Recommended

Selimut Debu 18: Setumpuk Masalah

Meninggalkan Kabul, menuju Pakistan (AGUSTINUS WIBOWO)

Meninggalkan Kabul, menuju Pakistan (AGUSTINUS WIBOWO)

Ya, ini memang mimpi. Dan sudah saatnya sekarang aku bangun dari mimpi.

Liburan musim panas yang cuma enam minggu ini terlalu singkat, sama sekali tidak cukup untukku mengenal negeri Afghan. Masih begitu banyak pertanyaan tak terjawab, misteri tak tersingkap, kerinduan terpendam.

Tapi, setiap perjalanan harus ada akhirnya.
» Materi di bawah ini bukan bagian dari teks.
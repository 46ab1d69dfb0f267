//! Disk-resident B+Tree index for LodestoneDB.
//!
//! This crate provides:
//! - Typed leaf and internal node views over buffer pool pages
//! - A B+Tree with point lookup, insertion, and deletion
//! - An ordered forward iterator over leaf sibling links
//! - A header page mapping index names to root page ids
//!
//! All page access goes through the buffer pool's pin/unpin discipline: a
//! node's bytes are only dereferenced while the tree holds a pin on its
//! page, and every operation releases exactly the pins it acquired.

mod header;
mod iterator;
mod key;
mod node;
mod tree;

pub use header::HeaderView;
pub use iterator::IndexIterator;
pub use key::{DefaultComparator, KeyComparator};
pub use node::{node_kind, InternalView, LeafView, NodeKind};
pub use tree::BPlusTree;
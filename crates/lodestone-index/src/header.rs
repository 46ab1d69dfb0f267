//! Header page: index name to root page id records.
//!
//! The page at `PageId::HEADER` stores a small directory of `(name, root)`
//! records so an index can find its root again after a restart. A zeroed
//! page is a valid empty header, which is exactly what a fresh database
//! file reads as.
//!
//! Layout:
//!
//! ```text
//! +-------------------------+ 0
//! | record_count: 4         |
//! +-------------------------+ 4
//! | name: 32  root: 8       |  * record_count
//! +-------------------------+
//! ```

use lodestone_common::codec::FixedCodec;
use lodestone_common::page::{PageId, PAGE_SIZE};
use lodestone_common::{LodestoneError, Result};

const COUNT_OFFSET: usize = 0;
const RECORDS_OFFSET: usize = 4;

/// Maximum length of an index name.
pub const MAX_NAME_LEN: usize = 32;

const RECORD_SIZE: usize = MAX_NAME_LEN + PageId::ENCODED_SIZE;

/// Maximum number of records a header page can hold.
pub const MAX_RECORDS: usize = (PAGE_SIZE - RECORDS_OFFSET) / RECORD_SIZE;

/// Mutable view over the header page's bytes.
pub struct HeaderView<'a> {
    data: &'a mut [u8],
}

impl<'a> HeaderView<'a> {
    /// Attaches to a header page. A zeroed page reads as zero records.
    pub fn attach(data: &'a mut [u8]) -> Self {
        Self { data }
    }

    /// Returns the number of records.
    pub fn record_count(&self) -> usize {
        u32::from_le_bytes([
            self.data[COUNT_OFFSET],
            self.data[COUNT_OFFSET + 1],
            self.data[COUNT_OFFSET + 2],
            self.data[COUNT_OFFSET + 3],
        ]) as usize
    }

    fn set_record_count(&mut self, count: usize) {
        self.data[COUNT_OFFSET..COUNT_OFFSET + 4].copy_from_slice(&(count as u32).to_le_bytes());
    }

    fn record_offset(index: usize) -> usize {
        RECORDS_OFFSET + index * RECORD_SIZE
    }

    fn name_at(&self, index: usize) -> &[u8] {
        let offset = Self::record_offset(index);
        let name = &self.data[offset..offset + MAX_NAME_LEN];
        let len = name.iter().position(|&b| b == 0).unwrap_or(MAX_NAME_LEN);
        &name[..len]
    }

    fn find_record(&self, name: &str) -> Option<usize> {
        (0..self.record_count()).find(|&i| self.name_at(i) == name.as_bytes())
    }

    fn write_record(&mut self, index: usize, name: &str, root: PageId) {
        let offset = Self::record_offset(index);
        self.data[offset..offset + MAX_NAME_LEN].fill(0);
        self.data[offset..offset + name.len()].copy_from_slice(name.as_bytes());
        root.encode_to(&mut self.data[offset + MAX_NAME_LEN..offset + RECORD_SIZE]);
    }

    fn check_name(name: &str) -> Result<()> {
        if name.is_empty() || name.len() > MAX_NAME_LEN {
            return Err(LodestoneError::Internal(format!(
                "index name must be 1..={MAX_NAME_LEN} bytes: {name:?}"
            )));
        }
        Ok(())
    }

    /// Returns the root page id recorded for `name`.
    pub fn root_page_id(&self, name: &str) -> Option<PageId> {
        let index = self.find_record(name)?;
        let offset = Self::record_offset(index) + MAX_NAME_LEN;
        Some(PageId::decode_from(&self.data[offset..offset + 8]))
    }

    /// Adds a record. Fails if the name exists or the page is full.
    pub fn insert_record(&mut self, name: &str, root: PageId) -> Result<()> {
        Self::check_name(name)?;
        if self.find_record(name).is_some() {
            return Err(LodestoneError::DuplicateKey);
        }

        let count = self.record_count();
        if count >= MAX_RECORDS {
            return Err(LodestoneError::HeaderFull {
                capacity: MAX_RECORDS,
            });
        }

        self.write_record(count, name, root);
        self.set_record_count(count + 1);
        Ok(())
    }

    /// Overwrites the root page id of an existing record.
    pub fn update_record(&mut self, name: &str, root: PageId) -> Result<()> {
        Self::check_name(name)?;
        let Some(index) = self.find_record(name) else {
            return Err(LodestoneError::RecordNotFound(name.to_string()));
        };

        self.write_record(index, name, root);
        Ok(())
    }

    /// Removes a record, compacting the tail over it.
    pub fn delete_record(&mut self, name: &str) -> Result<()> {
        let Some(index) = self.find_record(name) else {
            return Err(LodestoneError::RecordNotFound(name.to_string()));
        };

        let count = self.record_count();
        let src = Self::record_offset(index + 1);
        let dst = Self::record_offset(index);
        let tail = (count - index - 1) * RECORD_SIZE;
        self.data.copy_within(src..src + tail, dst);
        self.set_record_count(count - 1);
        Ok(())
    }
}
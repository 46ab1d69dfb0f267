//! Disk-resident B+Tree.
//!
//! The tree lives entirely in buffer pool pages: traversal fetches a page,
//! reads it through a typed node view, picks the child, unpins, and
//! descends. Structural changes allocate pages through the pool and link
//! them by page id, never by pointer, so parent chasing also goes through
//! the pool.
//!
//! Single-writer model: lookups and iteration may run concurrently with
//! each other, but at most one mutating operation is in flight at a time.

use crate::header::HeaderView;
use crate::iterator::IndexIterator;
use crate::key::KeyComparator;
use crate::node::{self, InternalView, LeafView, NodeKind};
use lodestone_buffer::{BufferFrame, BufferPoolManager};
use lodestone_common::codec::FixedCodec;
use lodestone_common::page::PageId;
use lodestone_common::{LodestoneError, Result};
use std::marker::PhantomData;
use std::sync::atomic::{AtomicI64, Ordering};
use std::sync::Arc;
use tracing::debug;

/// What a leaf-level mutation left behind.
enum LeafOutcome {
    /// Key already present (insert) or absent (remove).
    Untouched,
    /// Mutation applied, node within bounds.
    Done,
    /// Mutation applied, node needs a structural fix.
    Rebalance,
}

/// B+Tree index over fixed-width keys and values.
///
/// Keys are unique; inserting an existing key fails. The root page id is
/// persisted in the header page under the index name, so reopening an index
/// over flushed pages finds its data again.
pub struct BPlusTree<K, V, C> {
    index_name: String,
    root_page_id: AtomicI64,
    bpm: Arc<BufferPoolManager>,
    comparator: C,
    leaf_max_size: u32,
    internal_max_size: u32,
    _marker: PhantomData<(K, V)>,
}
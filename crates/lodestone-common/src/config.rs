//! Configuration structures for LodestoneDB.

use serde::{Deserialize, Serialize};
use std::path::PathBuf;

/// Storage configuration for the database engine.
#[derive(Debug, Clone, Serialize, Deserialize)]
pub struct StorageConfig {
    /// Path to the database file.
    pub db_path: PathBuf,
    /// Buffer pool size in number of pages.
    pub buffer_pool_pages: usize,
    /// History depth K for the LRU-K replacement policy.
    pub replacer_k: usize,
    /// Enable fsync for durability.
    pub fsync_enabled: bool,
}

impl Default for StorageConfig {
    fn default() -> Self {
        Self {
            db_path: PathBuf::from("./lodestone.db"),
            buffer_pool_pages: 1024, // 4 MB with 4 KB pages
            replacer_k: 2,
            fsync_enabled: true,
        }
    }
}

impl StorageConfig {
    /// Returns the total buffer pool size in bytes.
    pub fn buffer_pool_size_bytes(&self) -> usize {
        self.buffer_pool_pages * crate::page::PAGE_SIZE
    }
}

#[cfg(test)]
mod tests {
    use super::*;

    #[test]
    fn test_storage_config_defaults() {
        let config = StorageConfig::default();
        assert_eq!(config.db_path, PathBuf::from("./lodestone.db"));
        assert_eq!(config.buffer_pool_pages, 1024);
        assert_eq!(config.replacer_k, 2);
        assert!(config.fsync_enabled);
    }

    #[test]
    fn test_buffer_pool_size_bytes() {
        let config = StorageConfig {
            buffer_pool_pages: 256,
            ..Default::default()
        };
        assert_eq!(config.buffer_pool_size_bytes(), 256 * 4096);
    }

    #[test]
    fn test_storage_config_serde_roundtrip() {
        let config = StorageConfig {
            db_path: PathBuf::from("/tmp/test.db"),
            buffer_pool_pages: 64,
            replacer_k: 3,
            fsync_enabled: false,
        };

        let serialized = serde_json::to_string(&config).unwrap();
        let deserialized: StorageConfig = serde_json::from_str(&serialized).unwrap();

        assert_eq!(config.db_path, deserialized.db_path);
        assert_eq!(config.buffer_pool_pages, deserialized.buffer_pool_pages);
        assert_eq!(config.replacer_k, deserialized.replacer_k);
        assert_eq!(config.fsync_enabled, deserialized.fsync_enabled);
    }
}
//! B+Tree integration tests.
//!
//! These drive the whole stack: tree operations over a real buffer pool
//! over a real database file, with pool sizes small enough that eviction
//! and refetching happen constantly.

use rand::prelude::*;
use std::collections::BTreeMap;
use std::sync::Arc;
use tempfile::tempdir;

use lodestone_buffer::{
    BufferPoolConfig, BufferPoolManager, FileDiskManager, FileDiskManagerConfig,
};
use lodestone_common::page::PageId;
use lodestone_common::rid::Rid;
use lodestone_index::{node_kind, BPlusTree, DefaultComparator, InternalView, NodeKind};

type IntTree = BPlusTree<i64, Rid, DefaultComparator>;

struct Fixture {
    _dir: tempfile::TempDir,
    bpm: Arc<BufferPoolManager>,
}

fn fixture(num_frames: usize) -> Fixture {
    let dir = tempdir().unwrap();
    let disk = FileDiskManager::new(FileDiskManagerConfig {
        db_path: dir.path().join("index.db"),
        fsync_enabled: false,
    })
    .unwrap();
    let bpm = Arc::new(BufferPoolManager::new(
        BufferPoolConfig {
            num_frames,
            replacer_k: 2,
        },
        Arc::new(disk),
    ));
    Fixture { _dir: dir, bpm }
}

fn tree(fx: &Fixture, leaf_max: u32, internal_max: u32) -> IntTree {
    BPlusTree::new("test_index", fx.bpm.clone(), DefaultComparator, leaf_max, internal_max)
        .unwrap()
}

fn rid(key: i64) -> Rid {
    Rid::new(PageId(key), key as u32)
}

fn collect_keys(tree: &IntTree) -> Vec<i64> {
    tree.iter().unwrap().map(|(k, _)| k).collect()
}

fn root_kind(fx: &Fixture, tree: &IntTree) -> NodeKind {
    let frame = fx.bpm.fetch_page(tree.root_page_id()).unwrap();
    let kind = node_kind(&frame.read_data()[..]);
    fx.bpm.unpin_page(tree.root_page_id(), false);
    kind
}

#[test]
fn test_empty_tree() {
    let fx = fixture(16);
    let tree = tree(&fx, 4, 4);

    assert!(tree.is_empty());
    assert!(!tree.root_page_id().is_valid());
    assert!(tree.get_value(&1).unwrap().is_empty());
    assert!(tree.iter().unwrap().is_end());
    assert_eq!(tree.iter().unwrap().next(), None);

    // Removing from an empty tree is a silent success.
    tree.remove(&1).unwrap();
}

#[test]
fn test_insert_and_get_roundtrip() {
    let fx = fixture(16);
    let tree = tree(&fx, 4, 4);

    for key in [5i64, 1, 9, 3, 7] {
        assert!(tree.insert(&key, &rid(key)).unwrap());
    }

    for key in [5i64, 1, 9, 3, 7] {
        assert_eq!(tree.get_value(&key).unwrap(), vec![rid(key)]);
    }
    assert!(tree.get_value(&4).unwrap().is_empty());
}

#[test]
fn test_insert_duplicate_rejected() {
    let fx = fixture(16);
    let tree = tree(&fx, 4, 4);

    assert!(tree.insert(&1, &rid(1)).unwrap());
    assert!(!tree.insert(&1, &rid(2)).unwrap());

    // The original value survives.
    assert_eq!(tree.get_value(&1).unwrap(), vec![rid(1)]);
}

#[test]
fn test_leaf_split_propagation() {
    // leaf_max 3, internal_max 3: inserting 1..=4 splits a leaf, then the
    // parent, leaving an internal root of size 2 over two levels.
    let fx = fixture(16);
    let tree = tree(&fx, 3, 3);

    for key in 1..=4i64 {
        assert!(tree.insert(&key, &rid(key)).unwrap());
    }

    assert_eq!(root_kind(&fx, &tree), NodeKind::Internal);
    {
        let frame = fx.bpm.fetch_page(tree.root_page_id()).unwrap();
        let mut data = frame.write_data();
        let root = InternalView::<i64>::attach(&mut data[..]);
        assert_eq!(root.size(), 2);
        drop(data);
        fx.bpm.unpin_page(tree.root_page_id(), false);
    }

    assert_eq!(collect_keys(&tree), vec![1, 2, 3, 4]);
    for key in 1..=4i64 {
        assert_eq!(tree.get_value(&key).unwrap(), vec![rid(key)]);
    }
}

#[test]
fn test_delete_with_coalesce_collapses_root() {
    // Starting from the split tree of 1..=4, removing 2 then 1 coalesces
    // leaves and collapses the root back to a single leaf.
    let fx = fixture(16);
    let tree = tree(&fx, 3, 3);
    for key in 1..=4i64 {
        tree.insert(&key, &rid(key)).unwrap();
    }

    tree.remove(&2).unwrap();
    tree.remove(&1).unwrap();

    assert!(!tree.is_empty());
    assert_eq!(root_kind(&fx, &tree), NodeKind::Leaf);
    assert_eq!(collect_keys(&tree), vec![3, 4]);
}

#[test]
fn test_remove_is_idempotent() {
    let fx = fixture(16);
    let tree = tree(&fx, 4, 4);
    for key in 1..=10i64 {
        tree.insert(&key, &rid(key)).unwrap();
    }

    tree.remove(&5).unwrap();
    tree.remove(&5).unwrap();

    assert!(tree.get_value(&5).unwrap().is_empty());
    assert_eq!(collect_keys(&tree).len(), 9);
}

#[test]
fn test_remove_all_then_reuse() {
    let fx = fixture(32);
    let tree = tree(&fx, 3, 3);

    for key in 1..=30i64 {
        tree.insert(&key, &rid(key)).unwrap();
    }
    for key in 1..=30i64 {
        tree.remove(&key).unwrap();
    }

    assert!(tree.is_empty());
    assert!(tree.iter().unwrap().is_end());

    // The emptied index registers a fresh root and works again.
    assert!(tree.insert(&42, &rid(42)).unwrap());
    assert_eq!(tree.get_value(&42).unwrap(), vec![rid(42)]);
    assert_eq!(collect_keys(&tree), vec![42]);
}

#[test]
fn test_iterator_fidelity() {
    let fx = fixture(64);
    let tree = tree(&fx, 4, 4);

    let mut keys: Vec<i64> = (0..200).collect();
    keys.shuffle(&mut StdRng::seed_from_u64(7));
    for &key in &keys {
        tree.insert(&key, &rid(key)).unwrap();
    }

    let pairs: Vec<(i64, Rid)> = tree.iter().unwrap().collect();
    assert_eq!(pairs.len(), 200);
    for (i, (key, value)) in pairs.iter().enumerate() {
        assert_eq!(*key, i as i64);
        assert_eq!(*value, rid(*key));
    }
}

#[test]
fn test_iter_from() {
    let fx = fixture(32);
    let tree = tree(&fx, 3, 3);
    for key in (0..40i64).step_by(2) {
        tree.insert(&key, &rid(key)).unwrap();
    }

    // Exact hit.
    let keys: Vec<i64> = tree.iter_from(&10).unwrap().map(|(k, _)| k).collect();
    assert_eq!(keys.first(), Some(&10));
    assert_eq!(keys.len(), 15);

    // Between stored keys: starts at the next larger one.
    let keys: Vec<i64> = tree.iter_from(&11).unwrap().map(|(k, _)| k).collect();
    assert_eq!(keys.first(), Some(&12));

    // Past the maximum: an exhausted iterator.
    let mut it = tree.iter_from(&1000).unwrap();
    assert_eq!(it.next(), None);
}

#[test]
fn test_sequential_descending_insert() {
    let fx = fixture(64);
    let tree = tree(&fx, 3, 3);

    for key in (0..100i64).rev() {
        tree.insert(&key, &rid(key)).unwrap();
    }

    assert_eq!(collect_keys(&tree), (0..100).collect::<Vec<_>>());
}

#[test]
fn test_eviction_pressure() {
    // A pool of 8 frames forces the working set through eviction and
    // refetch on nearly every operation.
    let fx = fixture(8);
    let tree = tree(&fx, 32, 32);

    for key in 0..400i64 {
        tree.insert(&key, &rid(key)).unwrap();
    }
    for key in 0..400i64 {
        assert_eq!(tree.get_value(&key).unwrap(), vec![rid(key)], "key {key}");
    }
    assert_eq!(collect_keys(&tree).len(), 400);
}

#[test]
fn test_pin_conservation() {
    let fx = fixture(16);
    let tree = tree(&fx, 3, 3);

    let assert_unpinned = |when: &str| {
        let stats = fx.bpm.stats();
        assert_eq!(stats.pinned_frames, 0, "leaked pin {when}");
    };

    for key in 0..50i64 {
        tree.insert(&key, &rid(key)).unwrap();
        assert_unpinned("after insert");
    }
    for key in 0..50i64 {
        tree.get_value(&key).unwrap();
        assert_unpinned("after get_value");
    }

    // A live iterator owns exactly one pin, on its current leaf.
    {
        let mut it = tree.iter().unwrap();
        it.next();
        assert_eq!(fx.bpm.stats().pinned_frames, 1);
    }
    assert_unpinned("after iterator drop");

    for key in 0..50i64 {
        tree.remove(&key).unwrap();
        assert_unpinned("after remove");
    }
}

#[test]
fn test_random_workload_against_model() {
    let fx = fixture(32);
    // Small fanouts exercise splits, coalesces, and redistribution in both
    // node kinds.
    let tree = tree(&fx, 3, 5);
    let mut model = BTreeMap::new();
    let mut rng = StdRng::seed_from_u64(42);

    for _ in 0..3000 {
        let key = rng.gen_range(0..500i64);
        if rng.gen_bool(0.6) {
            let inserted = tree.insert(&key, &rid(key)).unwrap();
            assert_eq!(inserted, model.insert(key, rid(key)).is_none());
        } else {
            tree.remove(&key).unwrap();
            model.remove(&key);
        }
    }

    for key in 0..500i64 {
        let expected: Vec<Rid> = model.get(&key).copied().into_iter().collect();
        assert_eq!(tree.get_value(&key).unwrap(), expected, "key {key}");
    }

    let pairs: Vec<(i64, Rid)> = tree.iter().unwrap().collect();
    let expected: Vec<(i64, Rid)> = model.iter().map(|(k, v)| (*k, *v)).collect();
    assert_eq!(pairs, expected);

    assert_eq!(fx.bpm.stats().pinned_frames, 0);
}

#[test]
fn test_persistence_across_reopen() {
    let dir = tempdir().unwrap();
    let db_path = dir.path().join("persist.db");

    {
        let disk = FileDiskManager::new(FileDiskManagerConfig {
            db_path: db_path.clone(),
            fsync_enabled: false,
        })
        .unwrap();
        let bpm = Arc::new(BufferPoolManager::new(
            BufferPoolConfig {
                num_frames: 32,
                replacer_k: 2,
            },
            Arc::new(disk),
        ));
        let tree: IntTree =
            BPlusTree::new("persist_index", bpm.clone(), DefaultComparator, 3, 3).unwrap();

        for key in 0..60i64 {
            tree.insert(&key, &rid(key)).unwrap();
        }
        bpm.flush_all().unwrap();
    }

    // A fresh pool over the same file restores every node verbatim.
    let disk = FileDiskManager::new(FileDiskManagerConfig {
        db_path,
        fsync_enabled: false,
    })
    .unwrap();
    let bpm = Arc::new(BufferPoolManager::new(
        BufferPoolConfig {
            num_frames: 32,
            replacer_k: 2,
        },
        Arc::new(disk),
    ));
    let tree: IntTree =
        BPlusTree::new("persist_index", bpm.clone(), DefaultComparator, 3, 3).unwrap();

    assert!(!tree.is_empty());
    for key in 0..60i64 {
        assert_eq!(tree.get_value(&key).unwrap(), vec![rid(key)], "key {key}");
    }
    assert_eq!(collect_keys(&tree), (0..60).collect::<Vec<_>>());
}

#[test]
fn test_two_indexes_share_one_pool() {
    let fx = fixture(32);
    let orders: IntTree =
        BPlusTree::new("orders_pk", fx.bpm.clone(), DefaultComparator, 4, 4).unwrap();
    let users: IntTree =
        BPlusTree::new("users_pk", fx.bpm.clone(), DefaultComparator, 4, 4).unwrap();

    for key in 0..50i64 {
        orders.insert(&key, &rid(key)).unwrap();
        users.insert(&key, &rid(key + 1000)).unwrap();
    }

    for key in 0..50i64 {
        assert_eq!(orders.get_value(&key).unwrap(), vec![rid(key)]);
        assert_eq!(users.get_value(&key).unwrap(), vec![rid(key + 1000)]);
    }
    assert_ne!(orders.root_page_id(), users.root_page_id());
}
Sering kali, akhir yang tidak diundang justru membuat rasa kita semakin dalam.

Saat kami kembali ke Kabul, tujuan pertama yang kami datangi adalah kedutaan Pakistan. Aku harus melewati Pakistan untuk kembali ke China, sedangkan Adam meninggalkan ranselnya di penginapan di Peshawar karena enggan membawa terlalu banyak barang ke Afghanistan. Masalahnya, kami berdua sama-sama tidak punya visa ke Pakistan. Kesalahan utama kami adalah, menganggap visa Pakistan yang cuma tempelan kertas putih ditulis tangan dengan lem yang mudah copot itu semudah dan sesimpel kualitas kertasnya.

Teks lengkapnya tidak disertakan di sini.